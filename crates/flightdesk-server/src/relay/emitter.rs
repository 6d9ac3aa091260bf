//! Ordered event emission for one run.

use crate::agent::{AgentContext, ToolInvocation};
use crate::config::Pacing;
use crate::error::{AgentError, AgentResult, TransportError};
use flightdesk_core::event::{
    BaseEvent, Event, EventType, RunErrorEvent, StepFinishedEvent, StepStartedEvent,
    TextMessageContentEvent, ThinkingEndEvent, ThinkingStartEvent, ThinkingTextMessageContentEvent,
    ThinkingTextMessageEndEvent, ThinkingTextMessageStartEvent, ToolCallArgsEvent,
    ToolCallEndEvent, ToolCallResultEvent, ToolCallStartEvent,
};
use flightdesk_core::types::{MessageId, RunId, StepId, ThreadId};
use flightdesk_core::JsonValue;
use std::time::Duration;
use tokio::sync::mpsc;

/// Maximum characters per `TEXT_MESSAGE_CONTENT` delta.
pub const CONTENT_CHUNK_CHARS: usize = 15;

/// Where a run is in its lifecycle.
#[derive(Debug, Clone, Copy, PartialEq, Eq)]
pub enum RunPhase {
    /// Nothing sent yet.
    Idle,
    /// `RUN_STARTED` sent, no message open.
    Running,
    /// Inside an assistant message.
    StreamingText,
    /// Inside a tool call of the open message.
    CallingTool,
}

/// Splits `text` into pieces of at most `max` characters.
#[must_use]
pub fn chunk_text(text: &str, max: usize) -> Vec<&str> {
    let max = max.max(1);
    let mut chunks = Vec::new();
    let mut start = 0;
    for (count, (index, _)) in text.char_indices().enumerate() {
        if count > 0 && count % max == 0 {
            chunks.push(&text[start..index]);
            start = index;
        }
    }
    if start < text.len() {
        chunks.push(&text[start..]);
    }
    chunks
}

/// Writes the events of one run into the response channel, refusing any
/// emission that would break lifecycle ordering.
///
/// The two terminal operations, [`finish`](Self::finish) and
/// [`fail`](Self::fail), consume the emitter; dropping it closes the
/// channel and with it the HTTP body.
#[derive(Debug)]
pub struct EventEmitter {
    tx: mpsc::Sender<Event>,
    ctx: AgentContext,
    pacing: Pacing,
    thread_id: ThreadId,
    run_id: RunId,
    error_code: &'static str,
    phase: RunPhase,
    message: Option<MessageId>,
    step: Option<(StepId, String)>,
    sent: usize,
}

impl EventEmitter {
    /// Emitter for run `run_id` of `thread_id`; `RUN_ERROR` events carry
    /// `error_code`.
    #[must_use]
    pub fn new(
        tx: mpsc::Sender<Event>,
        ctx: AgentContext,
        pacing: Pacing,
        thread_id: ThreadId,
        run_id: RunId,
        error_code: &'static str,
    ) -> Self {
        Self {
            tx,
            ctx,
            pacing,
            thread_id,
            run_id,
            error_code,
            phase: RunPhase::Idle,
            message: None,
            step: None,
            sent: 0,
        }
    }

    /// Current lifecycle phase.
    #[must_use]
    pub fn phase(&self) -> RunPhase {
        self.phase
    }

    /// Events written so far.
    #[must_use]
    pub fn sent(&self) -> usize {
        self.sent
    }

    /// The run's context.
    #[must_use]
    pub fn context(&self) -> &AgentContext {
        &self.ctx
    }

    /// The open message, if any.
    #[must_use]
    pub fn message_id(&self) -> Option<&MessageId> {
        self.message.as_ref()
    }

    fn expect(&self, event_type: EventType, allowed: &[RunPhase]) -> AgentResult<()> {
        if allowed.contains(&self.phase) {
            Ok(())
        } else {
            Err(AgentError::ProtocolViolation {
                event_type: event_type.as_str(),
                violation: format!("not allowed while {:?}", self.phase),
            })
        }
    }

    fn open_message(&self, event_type: EventType) -> AgentResult<MessageId> {
        self.expect(event_type, &[RunPhase::StreamingText])?;
        self.message.clone().ok_or_else(|| AgentError::ProtocolViolation {
            event_type: event_type.as_str(),
            violation: "no open message".into(),
        })
    }

    async fn send(&mut self, event: Event) -> AgentResult<()> {
        if self.tx.send(event).await.is_err() {
            self.ctx.cancel();
            return Err(AgentError::Transport(TransportError::ClientDisconnected {
                reason: "event stream receiver dropped".into(),
            }));
        }
        self.sent += 1;
        Ok(())
    }

    /// Waits `delay` unless the run is cancelled first.
    ///
    /// # Errors
    ///
    /// Returns [`AgentError::Aborted`] on cancellation.
    pub async fn pause(&self, delay: Duration) -> AgentResult<()> {
        if delay.is_zero() {
            return Ok(());
        }
        tokio::select! {
            biased;
            () = self.ctx.cancelled() => Err(AgentError::Aborted {
                reason: "client disconnected".into(),
            }),
            () = tokio::time::sleep(delay) => Ok(()),
        }
    }

    /// `RUN_STARTED`.
    ///
    /// # Errors
    ///
    /// Fails if the run was already started or the client is gone.
    pub async fn start(&mut self) -> AgentResult<()> {
        self.expect(EventType::RunStarted, &[RunPhase::Idle])?;
        self.send(Event::run_started(self.thread_id.clone(), self.run_id.clone()))
            .await?;
        self.phase = RunPhase::Running;
        Ok(())
    }

    /// A complete thinking block carrying `text`.
    ///
    /// # Errors
    ///
    /// Fails outside [`RunPhase::Running`] or if the client is gone.
    pub async fn thinking(&mut self, title: &str, text: &str) -> AgentResult<()> {
        self.expect(EventType::ThinkingStart, &[RunPhase::Running])?;
        self.send(Event::ThinkingStart(ThinkingStartEvent {
            base: BaseEvent::now(),
            message_id: Some(MessageId::random()),
            title: Some(title.to_string()),
        }))
        .await?;
        self.send(Event::ThinkingTextMessageStart(ThinkingTextMessageStartEvent {
            base: BaseEvent::now(),
        }))
        .await?;
        if !text.is_empty() {
            self.send(Event::ThinkingTextMessageContent(ThinkingTextMessageContentEvent {
                base: BaseEvent::now(),
                delta: text.to_string(),
            }))
            .await?;
        }
        self.send(Event::ThinkingTextMessageEnd(ThinkingTextMessageEndEvent {
            base: BaseEvent::now(),
        }))
        .await?;
        self.pause(self.pacing.thinking).await?;
        self.send(Event::ThinkingEnd(ThinkingEndEvent {
            base: BaseEvent::now(),
        }))
        .await
    }

    /// `STEP_STARTED`. Steps do not nest.
    ///
    /// # Errors
    ///
    /// Fails if a step is open, the run is not started, or the client is gone.
    pub async fn start_step(&mut self, id: &str, name: &str) -> AgentResult<()> {
        self.expect(
            EventType::StepStarted,
            &[RunPhase::Running, RunPhase::StreamingText],
        )?;
        if let Some((open, _)) = &self.step {
            return Err(AgentError::ProtocolViolation {
                event_type: EventType::StepStarted.as_str(),
                violation: format!("step '{open}' is still open"),
            });
        }
        let step_id = StepId::new(id);
        self.send(Event::StepStarted(StepStartedEvent {
            base: BaseEvent::now(),
            step_id: step_id.clone(),
            step_name: name.to_string(),
            thread_id: Some(self.thread_id.clone()),
            run_id: Some(self.run_id.clone()),
        }))
        .await?;
        self.step = Some((step_id, name.to_string()));
        Ok(())
    }

    /// `STEP_FINISHED` for the open step.
    ///
    /// # Errors
    ///
    /// Fails if no step is open or the client is gone.
    pub async fn finish_step(&mut self, result: Option<JsonValue>) -> AgentResult<()> {
        let Some((step_id, step_name)) = self.step.take() else {
            return Err(AgentError::ProtocolViolation {
                event_type: EventType::StepFinished.as_str(),
                violation: "no open step".into(),
            });
        };
        self.send(Event::StepFinished(StepFinishedEvent {
            base: BaseEvent::now(),
            step_id,
            step_name,
            result,
        }))
        .await
    }

    /// `TEXT_MESSAGE_START` for a new assistant message.
    ///
    /// # Errors
    ///
    /// Fails if a message is already open or the client is gone.
    pub async fn start_message(&mut self) -> AgentResult<MessageId> {
        self.expect(EventType::TextMessageStart, &[RunPhase::Running])?;
        let message_id = MessageId::random();
        self.send(Event::text_message_start(message_id.clone())).await?;
        self.message = Some(message_id.clone());
        self.phase = RunPhase::StreamingText;
        Ok(message_id)
    }

    /// One `TEXT_MESSAGE_CONTENT` carrying `delta` verbatim. Empty deltas are
    /// skipped.
    ///
    /// # Errors
    ///
    /// Fails outside an open message or if the client is gone.
    pub async fn delta(&mut self, delta: &str) -> AgentResult<()> {
        let message_id = self.open_message(EventType::TextMessageContent)?;
        if delta.is_empty() {
            return Ok(());
        }
        self.send(Event::TextMessageContent(TextMessageContentEvent {
            base: BaseEvent::now(),
            message_id,
            delta: delta.to_string(),
        }))
        .await
    }

    /// `text` as paced content chunks of [`CONTENT_CHUNK_CHARS`].
    ///
    /// # Errors
    ///
    /// Fails outside an open message, on cancellation, or if the client is gone.
    pub async fn content(&mut self, text: &str) -> AgentResult<()> {
        self.open_message(EventType::TextMessageContent)?;
        for chunk in chunk_text(text, CONTENT_CHUNK_CHARS) {
            self.delta(chunk).await?;
            self.pause(self.pacing.text_chunk).await?;
        }
        Ok(())
    }

    /// Replays one executed tool call: start, args, result, end.
    ///
    /// # Errors
    ///
    /// Fails outside an open message, on cancellation, or if the client is gone.
    pub async fn tool_call(&mut self, call: &ToolInvocation) -> AgentResult<JsonValue> {
        let parent = self.open_message(EventType::ToolCallStart)?;
        let args = serde_json::to_string_pretty(&call.args)
            .map_err(|e| AgentError::custom_with_source("failed to encode tool arguments", e))?;
        let result = serde_json::to_value(&call.output)
            .map_err(|e| AgentError::custom_with_source("failed to encode tool result", e))?;

        self.phase = RunPhase::CallingTool;
        self.send(Event::ToolCallStart(ToolCallStartEvent {
            base: BaseEvent::now(),
            tool_call_id: call.id.clone(),
            tool_call_name: call.kind.id().to_string(),
            parent_message_id: Some(parent.clone()),
        }))
        .await?;
        self.pause(self.pacing.tool_start).await?;

        self.send(Event::ToolCallArgs(ToolCallArgsEvent {
            base: BaseEvent::now(),
            tool_call_id: call.id.clone(),
            delta: args,
        }))
        .await?;
        self.pause(self.pacing.tool_args).await?;

        self.send(Event::ToolCallResult(ToolCallResultEvent {
            base: BaseEvent::now(),
            tool_call_id: call.id.clone(),
            result: result.clone(),
            message_id: Some(parent),
        }))
        .await?;
        self.pause(self.pacing.tool_result).await?;

        self.send(Event::ToolCallEnd(ToolCallEndEvent {
            base: BaseEvent::now(),
            tool_call_id: call.id.clone(),
        }))
        .await?;
        self.phase = RunPhase::StreamingText;
        Ok(result)
    }

    /// `CUSTOM` event.
    ///
    /// # Errors
    ///
    /// Fails before the run starts or if the client is gone.
    pub async fn custom(&mut self, name: &str, value: JsonValue) -> AgentResult<()> {
        self.expect(EventType::Custom, &[RunPhase::Running, RunPhase::StreamingText])?;
        self.send(Event::custom(name, value)).await
    }

    /// `STATE_SNAPSHOT`.
    ///
    /// # Errors
    ///
    /// Fails before the run starts or if the client is gone.
    pub async fn state_snapshot(&mut self, state: JsonValue) -> AgentResult<()> {
        self.expect(
            EventType::StateSnapshot,
            &[RunPhase::Running, RunPhase::StreamingText],
        )?;
        self.send(Event::state_snapshot(state)).await
    }

    /// `TEXT_MESSAGE_END` for the open message.
    ///
    /// # Errors
    ///
    /// Fails if no message is open or the client is gone.
    pub async fn end_message(&mut self) -> AgentResult<()> {
        let message_id = self.open_message(EventType::TextMessageEnd)?;
        self.send(Event::text_message_end(message_id)).await?;
        self.message = None;
        self.phase = RunPhase::Running;
        Ok(())
    }

    /// `RUN_FINISHED`. The message and step must be closed; if they are
    /// not, `RUN_ERROR` is sent instead and the violation returned. Before
    /// `RUN_STARTED` nothing is sent.
    ///
    /// # Errors
    ///
    /// Fails on an out-of-order finish or if the client is gone.
    pub async fn finish(mut self, result: Option<JsonValue>) -> AgentResult<()> {
        let ready = self.expect(EventType::RunFinished, &[RunPhase::Running]).and_then(|()| {
            match &self.step {
                Some((open, _)) => Err(AgentError::ProtocolViolation {
                    event_type: EventType::RunFinished.as_str(),
                    violation: format!("step '{open}' is still open"),
                }),
                None => Ok(()),
            }
        });
        if let Err(violation) = ready {
            if self.phase != RunPhase::Idle {
                self.fail(&violation).await?;
            }
            return Err(violation);
        }
        let event = Event::run_finished(self.thread_id.clone(), self.run_id.clone(), result);
        self.send(event).await
    }

    /// `RUN_ERROR` carrying `err`. Allowed in any phase.
    ///
    /// # Errors
    ///
    /// Fails only if the client is gone.
    pub async fn fail(mut self, err: &AgentError) -> AgentResult<()> {
        let event = Event::RunError(RunErrorEvent {
            base: BaseEvent::now(),
            message: err.to_string(),
            code: Some(self.error_code.to_string()),
            thread_id: Some(self.thread_id.clone()),
            run_id: Some(self.run_id.clone()),
        });
        self.send(event).await
    }
}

+-------+

Copy out exactly the lines between the line with "in any phase." and the last line of the entries, counting both of those lines.

SOLUTION FOR THIS EXERCISE
    /// `RUN_ERROR` carrying `err`. Allowed in any phase.
    ///
    /// # Errors
    ///
    /// Fails only if the client is gone.
    pub async fn fail(mut self, err: &AgentError) -> AgentResult<()> {
        let event = Event::RunError(RunErrorEvent {
            base: BaseEvent::now(),
            message: err.to_string(),
            code: Some(self.error_code.to_string()),
            thread_id: Some(self.thread_id.clone()),
            run_id: Some(self.run_id.clone()),
        });
        self.send(event).await
    }
}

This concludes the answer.